◆ WHAT IS BEING ASKED: The lines to retype are the one with "pub fn validate(&self)" and all that follow it to the end of the entries below; copy them exactly and nothing else.

◆ Stored items:
//! Prompt domain
//!
//! Intent recognition, per-intent instruction templates and the builder that
//! attaches request context to an instruction.

pub mod builder;
pub mod intent;
mod template;

pub use builder::{CONTEXT_DELIMITER, PromptBuilder, PromptError};
pub use intent::Intent;
pub use template::IntentPromptTemplate;
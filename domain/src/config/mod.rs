//! Configuration validation vocabulary shared by the config adapters.

pub mod validation;

pub use validation::{ConfigIssue, ConfigIssueCode, Severity};
//! Webhook configuration from TOML (`[webhook]` section)

use agendai_domain::{ConfigIssue, ConfigIssueCode};
use serde::{Deserialize, Serialize};
use std::net::SocketAddr;

#[derive(Debug, Clone, PartialEq, Serialize, Deserialize)]
#[serde(default)]
pub struct FileWebhookConfig {
    /// Listen address of `agendai serve`
    pub bind: String,
    /// Professional used when a request carries no `professional_id`
    pub default_professional_id: String,
    /// Language assumed when a request carries no `languageCode`
    pub default_language: String,
}

impl Default for FileWebhookConfig {
    fn default() -> Self {
        Self {
            bind: "0.0.0.0:8080".to_string(),
            default_professional_id: "prof123".to_string(),
            default_language: "pt-br".to_string(),
        }
    }
}

impl FileWebhookConfig {
    pub fn parse_bind(&self) -> (Option<SocketAddr>, Vec<ConfigIssue>) {
        match self.bind.trim().parse::<SocketAddr>() {
            Ok(addr) => (Some(addr), Vec::new()),
            Err(e) => (
                None,
                vec![ConfigIssue::error(
                    ConfigIssueCode::OutOfRange {
                        field: "webhook.bind".to_string(),
                    },
                    format!("webhook.bind: '{}' is not a socket address ({e})", self.bind),
                )],
            ),
        }
    }

    pub fn validate(&self) -> Vec<ConfigIssue> {
        let mut issues = self.parse_bind().1;

        if self.default_professional_id.trim().is_empty() {
            issues.push(ConfigIssue::error(
                ConfigIssueCode::MissingValue {
                    field: "webhook.default_professional_id".to_string(),
                },
                "webhook.default_professional_id must not be empty",
            ));
        }

        let lang = self.default_language.to_lowercase();
        if !(lang.starts_with("pt") || lang.starts_with("en")) {
            issues.push(ConfigIssue::warning(
                ConfigIssueCode::InvalidEnumValue {
                    field: "webhook.default_language".to_string(),
                    value: self.default_language.clone(),
                    valid_values: vec!["pt-br".to_string(), "en".to_string()],
                },
                format!(
                    "webhook.default_language: '{}' is not supported, replies fall back to pt-br",
                    self.default_language
                ),
            ));
        }

        issues
    }
}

◆ RESULT BELOW:
    pub fn validate(&self) -> Vec<ConfigIssue> {
        let mut issues = self.parse_bind().1;

        if self.default_professional_id.trim().is_empty() {
            issues.push(ConfigIssue::error(
                ConfigIssueCode::MissingValue {
                    field: "webhook.default_professional_id".to_string(),
                },
                "webhook.default_professional_id must not be empty",
            ));
        }

        let lang = self.default_language.to_lowercase();
        if !(lang.starts_with("pt") || lang.starts_with("en")) {
            issues.push(ConfigIssue::warning(
                ConfigIssueCode::InvalidEnumValue {
                    field: "webhook.default_language".to_string(),
                    value: self.default_language.clone(),
                    valid_values: vec!["pt-br".to_string(), "en".to_string()],
                },
                format!(
                    "webhook.default_language: '{}' is not supported, replies fall back to pt-br",
                    self.default_language
                ),
            ));
        }

        issues
    }
}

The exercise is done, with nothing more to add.